Le livre VI analyse "la crise moderne du mariage" comme résultante de la dégradation du mythe de Tristan. Son horizon mystique s'étant perdu depuis longtemps, la passion n'a plus pour fin une quelconque transcendance: "au lieu de mener à la mort, elle se dénoue en infidélité" et aboutit à un appauvrissement de l'être "qui ne sait plus posséder, ni plus aimer ce qu'il a dans le réel".

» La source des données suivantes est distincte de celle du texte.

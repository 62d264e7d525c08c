//! Input resolution: turn the user-supplied PDF path or URL into a local
//! file plus the document base name used in page image names.
//!
//! pdfium opens files by path, so a remote document is streamed into a
//! `TempDir` owned by the returned [`ResolvedPdf`] and removed with it.
//! Both kinds of input are sniffed for the `%PDF` header before pdfium sees
//! them.

use crate::error::PageLabelError;
use crate::naming::document_base_name;
use futures::StreamExt;
use std::path::{Path, PathBuf};
use std::time::Duration;
use tempfile::TempDir;
use tokio::io::{AsyncReadExt, AsyncWriteExt};
use tracing::{debug, info};

const PDF_MAGIC: &[u8; 4] = b"%PDF";
const FALLBACK_FILE_NAME: &str = "downloaded.pdf";

/// Where the document comes from.
#[derive(Debug, Clone, PartialEq, Eq)]
pub enum PdfSource<'a> {
    Local(&'a Path),
    Remote(&'a str),
}

impl<'a> PdfSource<'a> {
    /// Classify a CLI-style input string. Anything that is not an HTTP(S)
    /// URL is treated as a path.
    pub fn parse(input: &'a str) -> Result<Self, PageLabelError> {
        let trimmed = input.trim();
        if trimmed.is_empty() {
            return Err(PageLabelError::InvalidInput {
                input: input.to_string(),
            });
        }
        if is_url(trimmed) {
            Ok(PdfSource::Remote(trimmed))
        } else {
            Ok(PdfSource::Local(Path::new(input)))
        }
    }
}

/// A PDF ready to be opened by pdfium.
#[derive(Debug)]
pub struct ResolvedPdf {
    path: PathBuf,
    base_name: String,
    // Keeps a downloaded file alive until rendering is done.
    _download_dir: Option<TempDir>,
}

impl ResolvedPdf {
    pub fn path(&self) -> &Path {
        &self.path
    }

    /// Name used in `{page}_{base_name}.{ext}`.
    pub fn base_name(&self) -> &str {
        &self.base_name
    }
}

pub fn is_url(input: &str) -> bool {
    ["http://", "https://"]
        .iter()
        .any(|scheme| input.starts_with(scheme))
}

/// Resolve a local path or HTTP(S) URL to a local PDF.
pub async fn resolve_pdf(input: &str, timeout_secs: u64) -> Result<ResolvedPdf, PageLabelError> {
    match PdfSource::parse(input)? {
        PdfSource::Local(path) => resolve_local(path).await,
        PdfSource::Remote(url) => download(url, timeout_secs).await,
    }
}

/// `Err(magic)` when `head` is long enough to judge and is not a PDF header.
fn sniff_pdf(head: &[u8]) -> Result<(), [u8; 4]> {
    match head.get(..4) {
        Some(first) if first != PDF_MAGIC => {
            let mut magic = [0u8; 4];
            magic.copy_from_slice(first);
            Err(magic)
        }
        _ => Ok(()),
    }
}

async fn resolve_local(path: &Path) -> Result<ResolvedPdf, PageLabelError> {
    let owned = || path.to_path_buf();

    let mut file = tokio::fs::File::open(path).await.map_err(|e| match e.kind() {
        std::io::ErrorKind::PermissionDenied => PageLabelError::PermissionDenied { path: owned() },
        _ => PageLabelError::FileNotFound { path: owned() },
    })?;

    let mut head = [0u8; 4];
    if file.read_exact(&mut head).await.is_ok() {
        sniff_pdf(&head).map_err(|magic| PageLabelError::NotAPdf {
            path: owned(),
            magic,
        })?;
    }

    debug!("Using local PDF {}", path.display());
    Ok(ResolvedPdf {
        path: owned(),
        base_name: document_base_name(path),
        _download_dir: None,
    })
}

async fn download(url: &str, timeout_secs: u64) -> Result<ResolvedPdf, PageLabelError> {
    info!("Fetching {}", url);
    let failed = |reason: String| PageLabelError::DownloadFailed {
        url: url.to_string(),
        reason,
    };
    let transport = |e: reqwest::Error| {
        if e.is_timeout() {
            PageLabelError::DownloadTimeout {
                url: url.to_string(),
                secs: timeout_secs,
            }
        } else {
            failed(e.to_string())
        }
    };

    let client = reqwest::Client::builder()
        .timeout(Duration::from_secs(timeout_secs))
        .build()
        .map_err(|e| failed(e.to_string()))?;
    let response = client.get(url).send().await.map_err(transport)?;
    let status = response.status();
    if !status.is_success() {
        return Err(failed(format!("server answered {status}")));
    }

    let dir = TempDir::new().map_err(|e| PageLabelError::Internal(e.to_string()))?;
    let target = dir.path().join(file_name_from_url(url));
    let write_failed =
        |e: std::io::Error| PageLabelError::Internal(format!("writing {}: {e}", target.display()));
    let mut out = tokio::fs::File::create(&target).await.map_err(write_failed)?;

    let mut body = response.bytes_stream();
    let mut head: Vec<u8> = Vec::with_capacity(4);
    let mut received = 0usize;
    while let Some(chunk) = body.next().await {
        let chunk = chunk.map_err(transport)?;
        if head.len() < 4 {
            let take = (4 - head.len()).min(chunk.len());
            head.extend_from_slice(&chunk[..take]);
            sniff_pdf(&head).map_err(|magic| PageLabelError::NotAPdf {
                path: target.clone(),
                magic,
            })?;
        }
        out.write_all(&chunk).await.map_err(write_failed)?;
        received += chunk.len();
    }
    out.flush().await.map_err(write_failed)?;

    info!("Saved {} bytes to {}", received, target.display());
    Ok(ResolvedPdf {
        base_name: document_base_name(&target),
        path: target,
        _download_dir: Some(dir),
    })
}

/// The URL's last path segment if it looks like a file name, otherwise
/// `downloaded.pdf`.
fn file_name_from_url(url: &str) -> String {
    reqwest::Url::parse(url)
        .ok()
        .and_then(|u| {
            u.path_segments()
                .and_then(|mut segs| segs.next_back().map(str::to_string))
        })
        .filter(|last| !last.is_empty() && last.contains('.'))
        .unwrap_or_else(|| FALLBACK_FILE_NAME.to_string())
}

Soulignant la nécessité d'un parti pris, Denis de Rougemont propose alors, dans le livre VII, le choix d'Agapê contre celui d'Éros: il engage à un mariage conçu comme "décision", fidélité qui "fonde la personne", "engagement pris pour ce monde", et non pour un autre fantasmatique.

 

Révisé avec soin en 1954 de manière à préciser et à nuancer un propos qui, certes, pouvait souvent apparaître provocateur, l'Amour et l'Occident ne manqua pas de susciter dès sa parution de nombreuses critiques, tant de la part des théologiens que des historiens. Les premiers lui reprochèrent une séparation trop tranchée entre un Éros qui "veut l'union, c'est-à-dire la fusion essentielle de l'individu dans le dieu" et qui, ainsi, glorifie et idéalise l'instinct de mort, et une Agapê [plaisir] qui, refusant de chercher "l'union qui s'opérerait au-delà de la vie", est "l'origine d'une vie nouvelle, dont l'acte créateur s'appelle la communion", et le ciment, la fidélité.

 

Les historiens, quant à eux, contestèrent vivement la collusion entre troubadours et cathares qui est le pivot de la démonstration de Denis de Rougemont, mais ne paraît s'appuyer sur aucun document décisif. "Il faut dire plus, l'idéal courtois s'oppose intrinsèquement à la théologie dualiste des néomanichéens: quoi de commun entre leur idéal ascétique, leur condamnation radicale de la matière, de la chair, et nos troubadours éperdus d'enthousiasme devant la beauté physique de la femme, médiatrice d'absolu?", écrit ainsi Henri-Irénée Marrou dans les Troubadours. Au-delà, c'est la conjonction non seulement du manichéisme et de la courtoisie occitane mais aussi des légendes celtiques de la "matière de Bretagne", voire de la mystique arabe, en une "fureur dialectique", qui se voit mise en question par le même auteur, lequel regrette profondément l'abus "d'une assimilation entre l'amour courtois des troubadours et une définition de la "passion" issue tout entière à travers le Tristan de Wagner [...]".

 

Quelles que puissent être l'influence sur Denis de Rougemont d'une érudition germanique nourrie tout autant de Novalis et de Nietzsche, et la valeur de rapprochements qui tendent à démontrer que "l'esprit catastrophique de l'Occident n'est pas chrétien" et que "la passion serait la tentation orientale de l'Occident", on ne saurait ignorer la perspicacité de l'auteur à chercher dans une ébauche d'histoire des mentalités les origines d'une crise de la culture européenne. Du tragique de celle-ci, de la remise en question qu'elle induit de l'optimisme béat du rationalisme et du positivisme, bien d'autres auteurs discourront par la suite, après la catastrophe que fort peu ont vu se profiler. L'auteur de l'Amour et l'Occident écrit, lui, face au danger - dont il saisit toute l'ampleur -, dénonce tout autant l'État totalitaire communiste que la religiosité nazie et avance, face aux forces obscures, le sens d'un engagement.